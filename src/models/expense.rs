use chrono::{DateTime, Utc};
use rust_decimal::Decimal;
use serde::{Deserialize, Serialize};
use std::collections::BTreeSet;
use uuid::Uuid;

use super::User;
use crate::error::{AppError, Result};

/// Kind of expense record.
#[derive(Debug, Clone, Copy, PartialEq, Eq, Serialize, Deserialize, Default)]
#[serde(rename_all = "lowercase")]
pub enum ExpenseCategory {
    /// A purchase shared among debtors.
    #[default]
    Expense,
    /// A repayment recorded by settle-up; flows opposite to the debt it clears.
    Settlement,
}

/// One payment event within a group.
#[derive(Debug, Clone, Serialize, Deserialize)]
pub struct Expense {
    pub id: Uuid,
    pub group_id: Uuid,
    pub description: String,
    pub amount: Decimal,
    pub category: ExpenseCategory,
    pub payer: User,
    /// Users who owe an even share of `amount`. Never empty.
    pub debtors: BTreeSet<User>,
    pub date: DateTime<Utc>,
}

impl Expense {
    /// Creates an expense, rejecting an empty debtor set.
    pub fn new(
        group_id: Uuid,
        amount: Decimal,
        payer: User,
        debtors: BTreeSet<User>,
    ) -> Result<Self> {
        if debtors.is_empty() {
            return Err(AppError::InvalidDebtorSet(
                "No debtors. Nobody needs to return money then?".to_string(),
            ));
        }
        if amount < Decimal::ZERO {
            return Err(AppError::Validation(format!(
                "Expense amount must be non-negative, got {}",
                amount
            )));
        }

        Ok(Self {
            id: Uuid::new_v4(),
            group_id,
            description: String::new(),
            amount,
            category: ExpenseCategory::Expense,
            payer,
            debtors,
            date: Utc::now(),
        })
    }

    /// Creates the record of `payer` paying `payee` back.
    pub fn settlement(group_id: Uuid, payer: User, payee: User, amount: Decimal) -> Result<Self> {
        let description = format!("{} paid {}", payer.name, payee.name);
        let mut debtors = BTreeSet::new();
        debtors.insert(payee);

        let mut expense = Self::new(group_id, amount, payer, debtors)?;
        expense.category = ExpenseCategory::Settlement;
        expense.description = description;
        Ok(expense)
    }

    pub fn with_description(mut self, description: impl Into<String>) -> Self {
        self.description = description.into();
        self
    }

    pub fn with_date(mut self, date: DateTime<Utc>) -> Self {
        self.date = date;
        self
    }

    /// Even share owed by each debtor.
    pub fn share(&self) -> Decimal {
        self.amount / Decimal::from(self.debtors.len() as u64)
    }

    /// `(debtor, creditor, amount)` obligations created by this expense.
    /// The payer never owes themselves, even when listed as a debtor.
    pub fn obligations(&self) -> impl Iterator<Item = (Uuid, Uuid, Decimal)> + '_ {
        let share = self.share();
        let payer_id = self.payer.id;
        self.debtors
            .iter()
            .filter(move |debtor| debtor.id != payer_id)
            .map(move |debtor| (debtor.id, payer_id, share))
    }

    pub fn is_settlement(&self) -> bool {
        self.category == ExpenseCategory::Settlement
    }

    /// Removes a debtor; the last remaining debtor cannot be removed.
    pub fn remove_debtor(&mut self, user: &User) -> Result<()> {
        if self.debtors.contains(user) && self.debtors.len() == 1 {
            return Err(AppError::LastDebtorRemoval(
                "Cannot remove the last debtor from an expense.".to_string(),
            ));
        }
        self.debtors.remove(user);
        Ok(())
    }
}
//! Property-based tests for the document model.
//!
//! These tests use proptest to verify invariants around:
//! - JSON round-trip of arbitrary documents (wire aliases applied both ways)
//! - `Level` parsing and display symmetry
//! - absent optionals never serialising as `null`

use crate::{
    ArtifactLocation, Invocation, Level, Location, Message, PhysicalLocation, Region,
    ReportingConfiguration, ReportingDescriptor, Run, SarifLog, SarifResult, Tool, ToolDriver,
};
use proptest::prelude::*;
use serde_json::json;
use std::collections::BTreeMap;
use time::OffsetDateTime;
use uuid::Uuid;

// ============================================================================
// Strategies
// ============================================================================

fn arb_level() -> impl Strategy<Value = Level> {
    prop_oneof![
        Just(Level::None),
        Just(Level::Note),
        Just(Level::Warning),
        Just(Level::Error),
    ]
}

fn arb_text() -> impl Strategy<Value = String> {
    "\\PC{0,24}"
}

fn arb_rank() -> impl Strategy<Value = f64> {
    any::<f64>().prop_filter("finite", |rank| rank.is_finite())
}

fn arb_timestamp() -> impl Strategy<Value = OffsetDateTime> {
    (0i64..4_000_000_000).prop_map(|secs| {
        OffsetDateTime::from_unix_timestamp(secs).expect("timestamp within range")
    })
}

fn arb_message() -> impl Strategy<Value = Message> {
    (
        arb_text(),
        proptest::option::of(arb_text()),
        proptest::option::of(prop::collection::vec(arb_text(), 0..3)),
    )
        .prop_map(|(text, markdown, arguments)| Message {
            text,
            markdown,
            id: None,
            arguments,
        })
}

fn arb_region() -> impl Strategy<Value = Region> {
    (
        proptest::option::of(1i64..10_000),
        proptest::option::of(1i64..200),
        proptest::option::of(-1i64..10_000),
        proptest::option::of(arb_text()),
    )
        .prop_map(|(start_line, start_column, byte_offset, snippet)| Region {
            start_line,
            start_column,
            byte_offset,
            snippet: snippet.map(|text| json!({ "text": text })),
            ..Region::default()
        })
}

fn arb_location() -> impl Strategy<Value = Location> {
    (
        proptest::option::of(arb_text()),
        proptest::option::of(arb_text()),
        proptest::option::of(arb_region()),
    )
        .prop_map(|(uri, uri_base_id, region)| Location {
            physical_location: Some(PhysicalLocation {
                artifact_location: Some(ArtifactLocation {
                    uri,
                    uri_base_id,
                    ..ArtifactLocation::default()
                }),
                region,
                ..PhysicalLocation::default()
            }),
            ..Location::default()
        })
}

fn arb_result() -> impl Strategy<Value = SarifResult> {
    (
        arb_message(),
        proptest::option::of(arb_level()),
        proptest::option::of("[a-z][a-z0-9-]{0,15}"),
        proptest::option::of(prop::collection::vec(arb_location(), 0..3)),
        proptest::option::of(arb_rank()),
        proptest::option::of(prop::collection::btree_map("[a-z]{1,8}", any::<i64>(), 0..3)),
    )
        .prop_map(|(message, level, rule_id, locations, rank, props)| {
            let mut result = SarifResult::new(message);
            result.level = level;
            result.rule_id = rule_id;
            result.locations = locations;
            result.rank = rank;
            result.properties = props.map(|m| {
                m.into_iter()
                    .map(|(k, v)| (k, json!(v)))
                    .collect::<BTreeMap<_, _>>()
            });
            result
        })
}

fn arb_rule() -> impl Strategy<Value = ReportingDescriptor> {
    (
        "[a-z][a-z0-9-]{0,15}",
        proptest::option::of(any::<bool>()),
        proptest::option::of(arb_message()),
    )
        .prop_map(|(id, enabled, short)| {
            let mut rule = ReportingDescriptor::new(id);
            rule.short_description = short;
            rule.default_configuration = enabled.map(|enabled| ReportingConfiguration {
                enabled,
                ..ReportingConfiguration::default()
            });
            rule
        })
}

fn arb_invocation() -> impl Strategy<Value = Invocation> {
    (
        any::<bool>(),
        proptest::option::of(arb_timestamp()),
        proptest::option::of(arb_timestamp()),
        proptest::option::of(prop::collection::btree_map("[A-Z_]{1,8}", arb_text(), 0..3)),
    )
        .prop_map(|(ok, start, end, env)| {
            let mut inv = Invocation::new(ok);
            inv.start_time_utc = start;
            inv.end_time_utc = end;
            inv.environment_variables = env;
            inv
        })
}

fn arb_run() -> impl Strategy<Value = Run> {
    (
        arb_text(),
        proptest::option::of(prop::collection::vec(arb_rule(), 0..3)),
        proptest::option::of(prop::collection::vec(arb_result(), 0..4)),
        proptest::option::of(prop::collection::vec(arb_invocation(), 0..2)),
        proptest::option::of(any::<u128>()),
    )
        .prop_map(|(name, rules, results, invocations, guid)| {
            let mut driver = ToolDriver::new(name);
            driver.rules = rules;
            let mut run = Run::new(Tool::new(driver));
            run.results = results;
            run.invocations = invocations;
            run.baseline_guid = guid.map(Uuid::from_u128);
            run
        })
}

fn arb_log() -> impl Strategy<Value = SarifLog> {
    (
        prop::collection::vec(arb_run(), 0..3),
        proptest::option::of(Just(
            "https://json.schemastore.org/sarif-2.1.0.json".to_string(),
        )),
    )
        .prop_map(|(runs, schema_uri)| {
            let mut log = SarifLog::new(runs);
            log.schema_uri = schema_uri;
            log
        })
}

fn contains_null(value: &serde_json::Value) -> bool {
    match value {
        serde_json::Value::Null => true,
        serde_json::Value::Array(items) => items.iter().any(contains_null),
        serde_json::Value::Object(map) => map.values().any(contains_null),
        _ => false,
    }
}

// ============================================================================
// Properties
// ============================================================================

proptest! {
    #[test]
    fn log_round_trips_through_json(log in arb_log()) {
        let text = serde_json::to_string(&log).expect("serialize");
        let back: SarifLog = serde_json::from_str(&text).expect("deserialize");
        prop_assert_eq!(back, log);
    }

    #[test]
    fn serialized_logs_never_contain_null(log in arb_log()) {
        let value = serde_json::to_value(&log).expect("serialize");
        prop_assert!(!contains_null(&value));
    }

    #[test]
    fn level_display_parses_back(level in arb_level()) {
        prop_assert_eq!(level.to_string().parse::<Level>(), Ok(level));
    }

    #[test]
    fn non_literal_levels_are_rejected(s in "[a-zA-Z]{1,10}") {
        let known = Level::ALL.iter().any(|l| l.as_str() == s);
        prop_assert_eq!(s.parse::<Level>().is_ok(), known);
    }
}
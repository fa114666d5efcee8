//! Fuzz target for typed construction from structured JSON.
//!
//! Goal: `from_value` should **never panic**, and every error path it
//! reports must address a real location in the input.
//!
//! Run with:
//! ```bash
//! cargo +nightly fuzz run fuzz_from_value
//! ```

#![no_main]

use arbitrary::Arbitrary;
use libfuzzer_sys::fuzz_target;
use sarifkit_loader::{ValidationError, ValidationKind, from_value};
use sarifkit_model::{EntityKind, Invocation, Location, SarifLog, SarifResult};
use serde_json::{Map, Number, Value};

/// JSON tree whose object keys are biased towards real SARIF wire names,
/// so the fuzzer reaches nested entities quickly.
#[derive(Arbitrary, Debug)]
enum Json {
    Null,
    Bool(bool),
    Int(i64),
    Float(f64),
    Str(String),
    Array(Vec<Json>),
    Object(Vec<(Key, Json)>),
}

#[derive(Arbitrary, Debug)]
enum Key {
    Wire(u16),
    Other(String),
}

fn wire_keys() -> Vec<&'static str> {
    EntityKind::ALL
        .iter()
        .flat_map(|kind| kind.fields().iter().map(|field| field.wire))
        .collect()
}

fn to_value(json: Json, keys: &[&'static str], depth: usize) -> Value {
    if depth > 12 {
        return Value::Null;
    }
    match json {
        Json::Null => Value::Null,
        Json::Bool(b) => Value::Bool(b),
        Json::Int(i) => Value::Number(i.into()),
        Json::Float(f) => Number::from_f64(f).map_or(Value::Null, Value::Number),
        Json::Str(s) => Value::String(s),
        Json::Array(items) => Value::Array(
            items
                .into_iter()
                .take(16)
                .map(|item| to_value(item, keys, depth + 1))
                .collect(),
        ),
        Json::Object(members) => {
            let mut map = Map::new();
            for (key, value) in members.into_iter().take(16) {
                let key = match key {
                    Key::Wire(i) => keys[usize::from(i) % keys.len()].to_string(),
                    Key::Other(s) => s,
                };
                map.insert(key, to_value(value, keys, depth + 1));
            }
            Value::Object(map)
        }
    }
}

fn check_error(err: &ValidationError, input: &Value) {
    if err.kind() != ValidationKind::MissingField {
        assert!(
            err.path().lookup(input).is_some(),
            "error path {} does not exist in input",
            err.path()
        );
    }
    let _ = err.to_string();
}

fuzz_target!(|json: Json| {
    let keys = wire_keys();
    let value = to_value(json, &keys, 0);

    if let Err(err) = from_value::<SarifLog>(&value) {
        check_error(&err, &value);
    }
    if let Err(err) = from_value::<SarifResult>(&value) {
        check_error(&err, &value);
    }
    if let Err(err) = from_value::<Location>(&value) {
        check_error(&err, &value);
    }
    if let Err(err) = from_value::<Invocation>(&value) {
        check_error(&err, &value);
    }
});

# # # # #

Give back exactly the lines above, from the line containing "let payer_id = self.payer.id;" through the line containing "and display symmetry", with both end lines and nothing more.

        let payer_id = self.payer.id;
        self.debtors
            .iter()
            .filter(move |debtor| debtor.id != payer_id)
            .map(move |debtor| (debtor.id, payer_id, share))
    }

    pub fn is_settlement(&self) -> bool {
        self.category == ExpenseCategory::Settlement
    }

    /// Removes a debtor; the last remaining debtor cannot be removed.
    pub fn remove_debtor(&mut self, user: &User) -> Result<()> {
        if self.debtors.contains(user) && self.debtors.len() == 1 {
            return Err(AppError::LastDebtorRemoval(
                "Cannot remove the last debtor from an expense.".to_string(),
            ));
        }
        self.debtors.remove(user);
        Ok(())
    }
}
//! Property-based tests for the document model.
//!
//! These tests use proptest to verify invariants around:
//! - JSON round-trip of arbitrary documents (wire aliases applied both ways)
//! - `Level` parsing and display symmetry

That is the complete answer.